◆ Instructions to follow
Reproduce the top of the data verbatim, through and including the line that contains "drops them otherwise.".

(Dataset records)
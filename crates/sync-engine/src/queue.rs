// crates/sync-engine/src/queue.rs
//! Pending queue for outgoing sync actions

use crate::error::{SyncError, SyncResult};
use crate::types::SyncAction;
use std::sync::{Arc, Mutex};

/// Receives actions produced by the feed merge and playback reporting
///
/// Callers always hand actions over; the sink decides whether
/// synchronization is active and silently drops them otherwise.
pub trait SyncActionSink: Send + Sync {
    /// Queues `action` for upload if synchronization is enabled
    fn enqueue_if_enabled(&self, action: SyncAction);
}

#[derive(Debug, Default)]
struct QueueState {
    enabled: bool,
    actions: Vec<SyncAction>,
}

/// In-memory queue of actions waiting for upload
#[derive(Debug, Clone, Default)]
pub struct SyncQueue {
    state: Arc<Mutex<QueueState>>,
}

impl SyncQueue {
    /// Creates an empty queue
    pub fn new(enabled: bool) -> Self {
        Self {
            state: Arc::new(Mutex::new(QueueState {
                enabled,
                actions: Vec::new(),
            })),
        }
    }

    /// Returns true if actions are currently accepted
    pub fn is_enabled(&self) -> bool {
        self.state.lock().map(|s| s.enabled).unwrap_or(false)
    }

    /// Turns synchronization on or off
    ///
    /// Turning it off discards whatever is still pending.
    pub fn set_enabled(&self, enabled: bool) -> SyncResult<()> {
        let mut state = self.state.lock().map_err(|_| SyncError::LockPoisoned)?;
        state.enabled = enabled;
        if !enabled {
            state.actions.clear();
        }
        Ok(())
    }

    /// Gets all pending actions in arrival order
    pub fn pending(&self) -> SyncResult<Vec<SyncAction>> {
        let state = self.state.lock().map_err(|_| SyncError::LockPoisoned)?;
        Ok(state.actions.clone())
    }

    /// Removes and returns all pending actions
    pub fn drain(&self) -> SyncResult<Vec<SyncAction>> {
        let mut state = self.state.lock().map_err(|_| SyncError::LockPoisoned)?;
        Ok(std::mem::take(&mut state.actions))
    }

    /// Clears all pending actions
    pub fn clear(&self) -> SyncResult<()> {
        let mut state = self.state.lock().map_err(|_| SyncError::LockPoisoned)?;
        state.actions.clear();
        Ok(())
    }

    /// Returns the number of pending actions
    pub fn pending_count(&self) -> usize {
        self.state.lock().map(|s| s.actions.len()).unwrap_or(0)
    }
}

impl SyncActionSink for SyncQueue {
    fn enqueue_if_enabled(&self, action: SyncAction) {
        match self.state.lock() {
            Ok(mut state) if state.enabled => {
                log::debug!("Queued sync action: {}", action);
                state.actions.push(action);
            }
            Ok(_) => log::debug!("Synchronization disabled, dropping {}", action),
            Err(_) => log::warn!("Sync queue lock poisoned, dropping {}", action),
        }
    }
}
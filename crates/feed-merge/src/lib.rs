//! Feed reconciliation engine
//!
//! Combines a freshly parsed [`Feed`](castsync_core::Feed) with the state
//! already persisted for it. The engine works against injected
//! collaborators:
//! - [`FeedStore`] for persistence ([`InMemoryStore`] provided)
//! - [`DuplicateMatcher`] to recognise the same episode under different
//!   ids ([`EpisodeDuplicateGuesser`] provided)
//! - [`SyncActionSink`](castsync_sync_engine::SyncActionSink) for playback
//!   state that must survive an identifier change
//! - [`EventSink`] for change notifications ([`ChannelEventSink`] provided)
//!
//! # Example
//!
//! ```rust
//! use castsync_core::{Feed, FeedItem};
//! use castsync_feed_merge::{
//!     EpisodeDuplicateGuesser, FeedMergeEngine, InMemoryStore, NoopEventSink,
//! };
//! use castsync_sync_engine::SyncQueue;
//! use std::sync::Arc;
//!
//! let engine = FeedMergeEngine::new(
//!     Arc::new(InMemoryStore::new()),
//!     Arc::new(EpisodeDuplicateGuesser::default()),
//!     Arc::new(SyncQueue::new(false)),
//!     Arc::new(NoopEventSink),
//! );
//!
//! let mut feed = Feed::new("https://example.com/feed.xml", "Example");
//! feed.add_item(FeedItem::new("Episode 1").with_identifier("ep-1"));
//!
//! let outcome = engine.update_feed(feed, false).unwrap();
//! assert!(outcome.feed.id.is_saved());
//! assert!(outcome.feed.items[0].is_new());
//! ```

mod diagnostics;
mod engine;
mod error;
mod events;
mod matcher;
mod options;
mod store;

pub use diagnostics::{episode_details, DiagnosticKind, DiagnosticRecord};
pub use engine::{FeedMergeEngine, MergeOutcome};
pub use error::{MergeError, MergeResult, StoreError, StoreResult};
pub use events::{ChannelEventSink, EventSink, FeedEvent, FeedListUpdate, ItemEvent, NoopEventSink};
pub use matcher::{DuplicateMatcher, EpisodeDuplicateGuesser};
pub use options::MergeOptions;
pub use store::{FeedStore, InMemoryStore, StoreSnapshot};

pub use castsync_config::WriteFailurePolicy;
//! Human readable records of upstream feed anomalies
//!
//! These end up in the "why did my feed do this" log. They never abort a
//! refresh.

use castsync_core::{Feed, FeedId, FeedItem};
use chrono::{DateTime, Utc};
use serde::{Deserialize, Serialize};
use std::fmt;
use uuid::Uuid;

/// Category of a diagnostic record
#[derive(Debug, Clone, Copy, PartialEq, Eq, Serialize, Deserialize)]
#[serde(rename_all = "snake_case")]
pub enum DiagnosticKind {
    /// The feed listed the same episode twice, or changed an episode's id
    ParserDuplicate,
}

impl fmt::Display for DiagnosticKind {
    fn fmt(&self, f: &mut fmt::Formatter<'_>) -> fmt::Result {
        match self {
            DiagnosticKind::ParserDuplicate => write!(f, "parser-duplicate"),
        }
    }
}

/// One anomaly detected while merging a feed
#[derive(Debug, Clone, PartialEq, Eq, Serialize, Deserialize)]
pub struct DiagnosticRecord {
    /// Unique record id
    pub id: String,
    /// Feed the anomaly was found in
    pub feed_id: FeedId,
    /// Feed title at the time of the merge
    pub feed_title: String,
    /// Title of the affected episode
    pub item_title: String,
    /// Category
    pub kind: DiagnosticKind,
    /// Explanation including both episodes' details
    pub message: String,
    /// When the anomaly was detected
    pub recorded_at: DateTime<Utc>,
}

impl DiagnosticRecord {
    fn new(feed: &Feed, item_title: &str, message: String) -> Self {
        Self {
            id: Uuid::new_v4().to_string(),
            feed_id: feed.id,
            feed_title: feed.title.clone(),
            item_title: item_title.to_string(),
            kind: DiagnosticKind::ParserDuplicate,
            message,
            recorded_at: Utc::now(),
        }
    }

    /// The incoming feed lists `skipped` although `kept` is the same episode
    pub fn duplicate_in_feed(feed: &Feed, skipped: &FeedItem, kept: &FeedItem) -> Self {
        let message = format!(
            "The podcast host appears to have added the same episode twice. \
             The feed was still refreshed and the duplicate was ignored.\
             \n\nIgnored episode:\n{}\n\nEpisode kept from earlier in the feed:\n{}",
            episode_details(skipped),
            episode_details(kept),
        );
        Self::new(feed, &skipped.title, message)
    }

    /// The host changed the identifier of `stored`; it now arrives as `incoming`
    pub fn changed_identifier(feed: &Feed, stored: &FeedItem, incoming: &FeedItem) -> Self {
        let message = format!(
            "The podcast host changed the ID of an existing episode instead of just \
             updating the episode itself. The feed was still refreshed and the episode \
             was repaired.\n\nOriginal episode:\n{}\n\nNow the feed contains:\n{}",
            episode_details(stored),
            episode_details(incoming),
        );
        Self::new(feed, &incoming.title, message)
    }
}

impl fmt::Display for DiagnosticRecord {
    fn fmt(&self, f: &mut fmt::Formatter<'_>) -> fmt::Result {
        write!(
            f,
            "[{}] {} / {}: {}",
            self.kind, self.feed_title, self.item_title, self.message
        )
    }
}

/// Title, identifier and media URL of an episode, one per line
pub fn episode_details(item: &FeedItem) -> String {
    let mut details = format!(
        "Title: {}\nID: {}",
        item.title,
        item.item_identifier.as_deref().unwrap_or("")
    );
    if let Some(url) = item.media_url() {
        details.push_str("\nURL: ");
        details.push_str(url);
    }
    details
}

◆ Solution
filename crates/sync-engine/src/queue.rs
// crates/sync-engine/src/queue.rs
//! Pending queue for outgoing sync actions

use crate::error::{SyncError, SyncResult};
use crate::types::SyncAction;
use std::sync::{Arc, Mutex};

/// Receives actions produced by the feed merge and playback reporting
///
/// Callers always hand actions over; the sink decides whether
/// synchronization is active and silently drops them otherwise.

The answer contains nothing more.